(Extracted records begins)
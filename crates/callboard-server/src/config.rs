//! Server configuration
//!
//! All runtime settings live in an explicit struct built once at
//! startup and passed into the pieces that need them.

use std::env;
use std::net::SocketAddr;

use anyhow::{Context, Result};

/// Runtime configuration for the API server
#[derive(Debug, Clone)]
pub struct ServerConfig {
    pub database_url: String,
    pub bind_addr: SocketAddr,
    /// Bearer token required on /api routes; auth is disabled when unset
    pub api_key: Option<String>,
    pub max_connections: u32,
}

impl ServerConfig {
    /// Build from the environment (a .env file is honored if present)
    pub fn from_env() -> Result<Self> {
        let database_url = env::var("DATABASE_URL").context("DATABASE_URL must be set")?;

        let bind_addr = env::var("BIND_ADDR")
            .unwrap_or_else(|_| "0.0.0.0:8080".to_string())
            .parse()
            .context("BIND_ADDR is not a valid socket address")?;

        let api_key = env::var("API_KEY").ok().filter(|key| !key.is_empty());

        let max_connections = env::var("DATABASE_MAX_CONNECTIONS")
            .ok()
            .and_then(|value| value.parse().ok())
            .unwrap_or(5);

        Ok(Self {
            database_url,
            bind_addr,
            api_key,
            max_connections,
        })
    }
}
(Extracted records ends)
(Extracted records begins)
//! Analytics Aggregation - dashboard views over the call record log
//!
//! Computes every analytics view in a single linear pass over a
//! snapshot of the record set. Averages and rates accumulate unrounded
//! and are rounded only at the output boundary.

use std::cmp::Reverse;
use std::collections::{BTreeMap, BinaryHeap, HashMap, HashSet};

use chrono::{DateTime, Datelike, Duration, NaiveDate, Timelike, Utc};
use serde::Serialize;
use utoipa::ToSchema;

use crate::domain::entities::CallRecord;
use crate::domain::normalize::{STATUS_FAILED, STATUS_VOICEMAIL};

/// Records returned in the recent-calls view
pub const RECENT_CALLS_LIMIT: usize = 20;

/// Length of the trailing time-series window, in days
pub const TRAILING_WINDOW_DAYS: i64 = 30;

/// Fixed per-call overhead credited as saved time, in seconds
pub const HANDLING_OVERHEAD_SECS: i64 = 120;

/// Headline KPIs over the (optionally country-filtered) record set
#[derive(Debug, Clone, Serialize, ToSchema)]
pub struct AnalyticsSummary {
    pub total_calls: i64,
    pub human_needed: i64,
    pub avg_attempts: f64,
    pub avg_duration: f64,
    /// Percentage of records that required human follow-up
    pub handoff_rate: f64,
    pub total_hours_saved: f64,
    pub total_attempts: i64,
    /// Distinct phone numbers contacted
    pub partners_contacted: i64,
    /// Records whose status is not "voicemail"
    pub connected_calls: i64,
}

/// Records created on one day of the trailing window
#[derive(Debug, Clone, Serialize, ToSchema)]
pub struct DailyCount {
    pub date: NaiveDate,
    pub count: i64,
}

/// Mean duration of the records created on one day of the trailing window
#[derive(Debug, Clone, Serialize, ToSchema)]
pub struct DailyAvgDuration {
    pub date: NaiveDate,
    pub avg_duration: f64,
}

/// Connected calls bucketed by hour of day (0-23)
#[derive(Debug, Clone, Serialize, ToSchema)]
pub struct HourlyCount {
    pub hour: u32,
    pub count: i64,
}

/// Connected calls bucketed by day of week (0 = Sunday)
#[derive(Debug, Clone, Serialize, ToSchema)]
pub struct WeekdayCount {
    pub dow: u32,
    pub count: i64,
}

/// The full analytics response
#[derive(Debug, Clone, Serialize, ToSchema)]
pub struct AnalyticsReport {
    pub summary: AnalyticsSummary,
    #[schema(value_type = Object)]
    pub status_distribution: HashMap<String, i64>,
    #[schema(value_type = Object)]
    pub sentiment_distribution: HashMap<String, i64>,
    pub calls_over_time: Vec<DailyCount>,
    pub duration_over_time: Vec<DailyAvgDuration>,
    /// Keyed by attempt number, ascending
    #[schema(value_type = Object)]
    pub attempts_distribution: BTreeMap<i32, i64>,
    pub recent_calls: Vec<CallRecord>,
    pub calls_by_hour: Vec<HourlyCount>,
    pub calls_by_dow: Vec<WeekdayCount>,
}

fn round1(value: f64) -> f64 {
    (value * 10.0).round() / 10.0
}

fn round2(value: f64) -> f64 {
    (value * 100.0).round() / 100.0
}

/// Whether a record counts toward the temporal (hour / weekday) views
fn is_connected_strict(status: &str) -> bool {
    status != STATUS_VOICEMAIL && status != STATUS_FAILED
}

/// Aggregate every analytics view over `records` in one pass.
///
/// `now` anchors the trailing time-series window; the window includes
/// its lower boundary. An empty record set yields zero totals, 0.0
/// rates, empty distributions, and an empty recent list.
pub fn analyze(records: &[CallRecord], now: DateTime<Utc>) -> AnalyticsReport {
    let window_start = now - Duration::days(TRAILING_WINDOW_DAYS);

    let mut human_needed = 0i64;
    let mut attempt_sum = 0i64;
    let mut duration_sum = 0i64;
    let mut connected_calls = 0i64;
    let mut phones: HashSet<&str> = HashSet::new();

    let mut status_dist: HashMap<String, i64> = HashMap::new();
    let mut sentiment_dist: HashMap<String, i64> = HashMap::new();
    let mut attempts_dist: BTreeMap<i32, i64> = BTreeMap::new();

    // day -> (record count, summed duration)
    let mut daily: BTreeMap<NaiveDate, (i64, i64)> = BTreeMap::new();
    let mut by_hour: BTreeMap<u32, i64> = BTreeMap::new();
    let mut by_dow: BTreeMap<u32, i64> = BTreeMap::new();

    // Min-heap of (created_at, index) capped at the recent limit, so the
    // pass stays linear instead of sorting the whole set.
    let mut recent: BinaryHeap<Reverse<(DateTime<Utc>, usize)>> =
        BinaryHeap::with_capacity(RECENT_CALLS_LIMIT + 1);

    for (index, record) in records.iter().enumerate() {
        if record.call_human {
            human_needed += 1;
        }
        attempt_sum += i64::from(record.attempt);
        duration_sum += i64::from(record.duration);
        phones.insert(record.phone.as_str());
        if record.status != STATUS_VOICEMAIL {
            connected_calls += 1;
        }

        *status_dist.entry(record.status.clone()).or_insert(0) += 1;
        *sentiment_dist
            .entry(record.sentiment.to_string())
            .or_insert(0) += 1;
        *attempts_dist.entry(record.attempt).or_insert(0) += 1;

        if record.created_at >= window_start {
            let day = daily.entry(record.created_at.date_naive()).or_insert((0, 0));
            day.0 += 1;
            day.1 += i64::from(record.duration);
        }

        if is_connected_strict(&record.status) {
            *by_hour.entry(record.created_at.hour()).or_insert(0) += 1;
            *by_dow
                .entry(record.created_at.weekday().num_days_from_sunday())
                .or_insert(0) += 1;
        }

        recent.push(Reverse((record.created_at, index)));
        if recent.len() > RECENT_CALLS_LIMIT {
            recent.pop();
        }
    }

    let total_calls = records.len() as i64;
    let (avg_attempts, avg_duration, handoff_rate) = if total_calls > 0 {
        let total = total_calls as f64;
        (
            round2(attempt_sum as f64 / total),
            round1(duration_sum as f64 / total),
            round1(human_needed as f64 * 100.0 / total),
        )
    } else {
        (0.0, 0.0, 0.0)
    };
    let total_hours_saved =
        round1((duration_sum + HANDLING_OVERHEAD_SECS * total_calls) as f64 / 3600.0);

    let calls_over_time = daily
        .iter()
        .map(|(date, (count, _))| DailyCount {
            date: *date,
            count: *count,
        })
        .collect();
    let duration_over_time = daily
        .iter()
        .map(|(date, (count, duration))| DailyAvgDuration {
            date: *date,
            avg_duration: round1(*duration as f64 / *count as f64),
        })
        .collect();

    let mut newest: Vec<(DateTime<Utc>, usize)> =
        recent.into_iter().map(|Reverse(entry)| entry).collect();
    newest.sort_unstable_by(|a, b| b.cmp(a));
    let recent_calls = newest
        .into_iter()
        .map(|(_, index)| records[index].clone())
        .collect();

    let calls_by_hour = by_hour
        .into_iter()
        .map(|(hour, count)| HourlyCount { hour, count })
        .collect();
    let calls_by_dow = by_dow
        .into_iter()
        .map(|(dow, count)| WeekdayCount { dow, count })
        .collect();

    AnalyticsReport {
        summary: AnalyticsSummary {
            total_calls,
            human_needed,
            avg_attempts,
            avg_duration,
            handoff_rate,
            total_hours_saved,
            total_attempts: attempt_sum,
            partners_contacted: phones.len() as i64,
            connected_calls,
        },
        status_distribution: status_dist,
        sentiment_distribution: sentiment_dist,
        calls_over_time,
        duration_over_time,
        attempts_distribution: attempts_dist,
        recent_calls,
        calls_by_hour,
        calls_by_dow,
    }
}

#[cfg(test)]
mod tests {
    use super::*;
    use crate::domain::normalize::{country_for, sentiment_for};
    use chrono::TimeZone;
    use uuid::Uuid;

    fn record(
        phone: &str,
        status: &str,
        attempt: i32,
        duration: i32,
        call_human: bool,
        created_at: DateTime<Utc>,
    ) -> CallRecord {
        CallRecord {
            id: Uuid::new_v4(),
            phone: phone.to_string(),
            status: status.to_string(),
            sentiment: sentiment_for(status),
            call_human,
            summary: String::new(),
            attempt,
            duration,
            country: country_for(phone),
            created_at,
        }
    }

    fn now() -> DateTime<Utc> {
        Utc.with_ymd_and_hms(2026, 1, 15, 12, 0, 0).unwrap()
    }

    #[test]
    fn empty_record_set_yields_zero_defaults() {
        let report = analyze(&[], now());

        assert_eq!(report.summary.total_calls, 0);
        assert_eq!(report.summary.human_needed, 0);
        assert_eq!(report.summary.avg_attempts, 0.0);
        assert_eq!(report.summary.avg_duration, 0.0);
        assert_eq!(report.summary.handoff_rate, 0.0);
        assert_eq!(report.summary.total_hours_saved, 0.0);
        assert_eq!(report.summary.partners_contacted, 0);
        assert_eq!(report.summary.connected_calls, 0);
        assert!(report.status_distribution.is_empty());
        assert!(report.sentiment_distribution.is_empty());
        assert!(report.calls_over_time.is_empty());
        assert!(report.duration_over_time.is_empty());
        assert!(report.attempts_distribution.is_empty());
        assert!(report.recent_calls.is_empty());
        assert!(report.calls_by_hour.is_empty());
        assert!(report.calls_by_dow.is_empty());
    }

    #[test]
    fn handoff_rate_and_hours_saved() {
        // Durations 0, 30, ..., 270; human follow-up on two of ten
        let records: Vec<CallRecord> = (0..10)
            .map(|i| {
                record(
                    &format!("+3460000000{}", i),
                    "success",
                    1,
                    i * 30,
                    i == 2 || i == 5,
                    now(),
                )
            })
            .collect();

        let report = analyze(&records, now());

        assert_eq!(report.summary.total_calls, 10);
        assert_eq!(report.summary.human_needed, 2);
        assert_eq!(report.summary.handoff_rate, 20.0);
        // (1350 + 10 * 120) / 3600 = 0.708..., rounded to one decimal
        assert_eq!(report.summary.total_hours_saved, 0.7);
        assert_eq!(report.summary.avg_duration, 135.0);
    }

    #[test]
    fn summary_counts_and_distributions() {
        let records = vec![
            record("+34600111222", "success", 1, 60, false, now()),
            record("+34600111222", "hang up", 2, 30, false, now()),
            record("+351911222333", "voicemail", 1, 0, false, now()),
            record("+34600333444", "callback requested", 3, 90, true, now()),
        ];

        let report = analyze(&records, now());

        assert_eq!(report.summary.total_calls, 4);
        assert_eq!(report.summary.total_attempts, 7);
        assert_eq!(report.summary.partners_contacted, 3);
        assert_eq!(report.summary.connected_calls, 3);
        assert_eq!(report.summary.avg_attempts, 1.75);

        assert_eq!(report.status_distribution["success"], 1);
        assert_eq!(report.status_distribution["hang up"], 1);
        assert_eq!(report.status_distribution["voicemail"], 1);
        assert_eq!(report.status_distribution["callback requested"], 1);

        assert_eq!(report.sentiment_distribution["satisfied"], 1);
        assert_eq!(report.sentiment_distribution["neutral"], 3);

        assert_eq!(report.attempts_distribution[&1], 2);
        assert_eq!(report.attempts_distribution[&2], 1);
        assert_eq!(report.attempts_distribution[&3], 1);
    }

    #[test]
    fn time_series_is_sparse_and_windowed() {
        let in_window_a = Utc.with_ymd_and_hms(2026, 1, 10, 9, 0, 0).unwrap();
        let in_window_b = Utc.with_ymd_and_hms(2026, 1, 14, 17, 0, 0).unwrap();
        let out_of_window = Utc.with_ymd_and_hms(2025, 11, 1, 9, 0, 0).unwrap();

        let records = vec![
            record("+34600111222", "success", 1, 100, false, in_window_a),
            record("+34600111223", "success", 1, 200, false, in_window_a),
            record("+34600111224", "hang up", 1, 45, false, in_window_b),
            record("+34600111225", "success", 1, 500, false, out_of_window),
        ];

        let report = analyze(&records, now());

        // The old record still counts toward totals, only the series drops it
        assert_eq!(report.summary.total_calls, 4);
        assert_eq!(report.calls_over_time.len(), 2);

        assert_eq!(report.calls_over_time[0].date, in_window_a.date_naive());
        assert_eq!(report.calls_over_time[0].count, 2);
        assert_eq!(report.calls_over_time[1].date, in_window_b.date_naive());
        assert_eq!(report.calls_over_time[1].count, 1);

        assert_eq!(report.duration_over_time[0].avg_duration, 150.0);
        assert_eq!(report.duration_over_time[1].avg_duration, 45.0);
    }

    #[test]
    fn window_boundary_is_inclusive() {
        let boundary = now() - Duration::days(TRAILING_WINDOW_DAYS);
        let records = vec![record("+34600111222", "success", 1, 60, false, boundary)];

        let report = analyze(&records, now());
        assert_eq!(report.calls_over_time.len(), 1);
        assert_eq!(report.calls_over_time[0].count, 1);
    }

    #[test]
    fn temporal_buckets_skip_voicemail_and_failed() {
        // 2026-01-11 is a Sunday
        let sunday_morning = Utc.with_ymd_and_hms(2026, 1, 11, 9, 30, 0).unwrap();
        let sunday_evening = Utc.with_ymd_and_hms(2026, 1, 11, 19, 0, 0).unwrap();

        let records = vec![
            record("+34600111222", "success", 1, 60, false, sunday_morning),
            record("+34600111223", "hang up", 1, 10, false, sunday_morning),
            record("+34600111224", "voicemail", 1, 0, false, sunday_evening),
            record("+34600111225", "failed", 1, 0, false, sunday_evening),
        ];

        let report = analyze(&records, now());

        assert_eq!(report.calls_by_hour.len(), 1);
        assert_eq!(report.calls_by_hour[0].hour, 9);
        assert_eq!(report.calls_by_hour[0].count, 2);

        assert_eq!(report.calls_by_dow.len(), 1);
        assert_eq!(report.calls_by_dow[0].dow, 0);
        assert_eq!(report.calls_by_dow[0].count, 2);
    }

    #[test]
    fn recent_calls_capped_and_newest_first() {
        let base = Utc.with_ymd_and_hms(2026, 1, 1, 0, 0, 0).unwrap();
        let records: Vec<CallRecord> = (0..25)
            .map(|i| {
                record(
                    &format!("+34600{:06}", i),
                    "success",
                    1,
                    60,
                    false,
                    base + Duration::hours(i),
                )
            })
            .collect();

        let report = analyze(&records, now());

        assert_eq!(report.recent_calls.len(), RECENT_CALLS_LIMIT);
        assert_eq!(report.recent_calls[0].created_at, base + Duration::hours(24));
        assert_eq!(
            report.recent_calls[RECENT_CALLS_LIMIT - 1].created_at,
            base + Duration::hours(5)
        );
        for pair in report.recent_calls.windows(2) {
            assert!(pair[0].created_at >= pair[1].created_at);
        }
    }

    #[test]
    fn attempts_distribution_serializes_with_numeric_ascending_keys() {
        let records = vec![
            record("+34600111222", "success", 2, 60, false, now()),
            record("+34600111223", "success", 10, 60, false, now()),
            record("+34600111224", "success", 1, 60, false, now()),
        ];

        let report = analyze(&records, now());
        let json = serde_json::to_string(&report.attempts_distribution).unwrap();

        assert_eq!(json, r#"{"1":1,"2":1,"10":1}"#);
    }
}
(Extracted records ends)
(Extracted records begins)
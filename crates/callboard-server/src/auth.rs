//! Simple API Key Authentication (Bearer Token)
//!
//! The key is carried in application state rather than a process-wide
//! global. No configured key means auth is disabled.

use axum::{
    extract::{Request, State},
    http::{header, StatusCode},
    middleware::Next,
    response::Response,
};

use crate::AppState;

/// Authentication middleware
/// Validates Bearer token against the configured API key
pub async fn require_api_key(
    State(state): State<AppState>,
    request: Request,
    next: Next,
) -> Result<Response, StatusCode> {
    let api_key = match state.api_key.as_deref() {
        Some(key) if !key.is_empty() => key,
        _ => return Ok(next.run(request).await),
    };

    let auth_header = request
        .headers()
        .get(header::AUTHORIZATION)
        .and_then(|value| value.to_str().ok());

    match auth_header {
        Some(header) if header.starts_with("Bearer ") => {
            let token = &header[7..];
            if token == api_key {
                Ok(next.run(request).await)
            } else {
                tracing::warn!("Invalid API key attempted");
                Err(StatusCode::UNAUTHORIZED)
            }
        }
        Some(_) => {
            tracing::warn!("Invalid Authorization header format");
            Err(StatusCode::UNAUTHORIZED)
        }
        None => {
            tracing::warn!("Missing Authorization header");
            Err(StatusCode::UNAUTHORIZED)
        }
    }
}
(Extracted records ends)
**Task directions:** The lines sought are those in the data above that include the string "linear"; copy each one.

**Problem solution:**
//! Computes every analytics view in a single linear pass over a
    // pass stays linear instead of sorting the whole set.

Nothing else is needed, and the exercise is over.